Developing Curriculum and Courses Using Systems Centred Learning (SCL)
This chapter takes these ideas and introduces a model we believe helps in educating higher education students for creativity. This model, given the emphasis that we have placed on it in this narrative, is based, of course, on the systems model of creativity but adapted for the educational setting by Michael Meany. His paper, ‘Creativity and Curriculum Design: An Integrated Model’ (Creativity and curriculum design: An integrated model. In F. Martin (Ed.), Refereed Proceedings of the Australian and New Zealand Communication Association Conference 2017 – Communication worlds: Access, Voice, Diversity, Engagement.
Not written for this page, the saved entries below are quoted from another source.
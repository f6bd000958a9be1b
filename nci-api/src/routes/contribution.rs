//! Contribution and registration endpoints

use axum::{extract::State, Json};

use nci_core::types::{ContributionTier, TenantId};

use crate::dto::{ContributeRequest, ContributeResponse, RegisterRequest, RegisterResponse};
use crate::error::ApiResult;
use crate::state::AppState;

/// Contribute a payment observation
///
/// Always acknowledges: a tenant that has not opted in gets the same response
/// as a stored contribution, so the caller's invoicing workflow never blocks
/// on this write.
pub async fn contribute(
    State(state): State<AppState>,
    Json(request): Json<ContributeRequest>,
) -> ApiResult<Json<ContributeResponse>> {
    let (tenant_id, buyer_identifier, event) = request.into_event();

    state
        .contributions
        .contribute_payment_observation(&TenantId(tenant_id), &buyer_identifier, &event)
        .await;

    Ok(Json(ContributeResponse { accepted: true }))
}

/// Register a tenant for network participation
pub async fn register(
    State(state): State<AppState>,
    Json(request): Json<RegisterRequest>,
) -> ApiResult<Json<RegisterResponse>> {
    let tier = match request.tier.as_deref() {
        Some(raw) => ContributionTier::parse(raw)?,
        None => ContributionTier::Standard,
    };

    let contribution = state
        .contributions
        .register_tenant(TenantId(request.tenant_id), tier)
        .await?;

    Ok(Json(contribution.into()))
}
//! Scoring engine
//!
//! Pure functions over observation slices and aggregate metrics. No I/O,
//! no clock reads; every output is deterministic in its inputs so the
//! aggregation job can be replayed byte-for-byte.

mod badges;
mod consistency;
mod metrics;
mod score;
mod trend;

pub use badges::*;
pub use consistency::*;
pub use metrics::*;
pub use score::*;
pub use trend::*;

#[cfg(test)]
pub(crate) mod testutil {
    use crate::types::{AnonymousTenantId, GlobalBuyerId, PaymentEvent, PaymentObservation};
    use chrono::{TimeZone, Utc};
    use rust_decimal::Decimal;

    /// Build a synthetic observation for scoring tests
    pub(crate) fn obs(
        tenant: &str,
        days: i32,
        on_time: bool,
        dispute: bool,
        partial: bool,
    ) -> PaymentObservation {
        PaymentObservation::from_event(
            GlobalBuyerId("buyer".to_string()),
            AnonymousTenantId(tenant.to_string()),
            &PaymentEvent {
                days_to_pay: days,
                invoice_amount: Decimal::from(50_000u32),
                transaction_date: Utc.with_ymd_and_hms(2025, 6, 15, 0, 0, 0).unwrap(),
                paid_on_time: on_time,
                had_dispute: dispute,
                was_partial_payment: partial,
                industry_code: "textiles".to_string(),
                region: "MH".to_string(),
                revenue_class: "sme".to_string(),
            },
        )
    }
}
ISSN 1448–4331. http://www.anzca.net/conferences/past-conferences/, 2017), which we have drawn on here, sets it out in full. We have used this model as a framework to educate our students for creativity and it has begun to be adapted successfully in a few cross-cultural settings that we believe indicates its more general applicability across other institutional and sociocultural settings around the world. Just as Anna Craft’s work was strongly centred on the UK context and ‘her work always approached the problem with an eye to the global context’ (Harris, Creativity and education. Basingstoke: Palgrave Macmillan, 2016, p. 12), we also feel our work is ‘applicable to diverse contexts’ (ibid.). For us, designing a curriculum based on the systems view of creativity takes account not only of a broad range of pedagogies, but more importantly, focuses on the intersections between creative agents, in this case our students, and the broader social and cultural contexts they intersect with as we ‘create and maintain the conditions in which creativity can thrive’ (Lucas, Creative teaching, teaching creativity and creative learning. In A. Craft, B. Jeffrey, & M. Leibling (Eds.), Creativity in education. London: Continuum, 2001, p. 35) using a Systems Centred Learning (SCL) approach devised from within a particular higher educational setting.
This chapter is an edited version of: Meany (2017).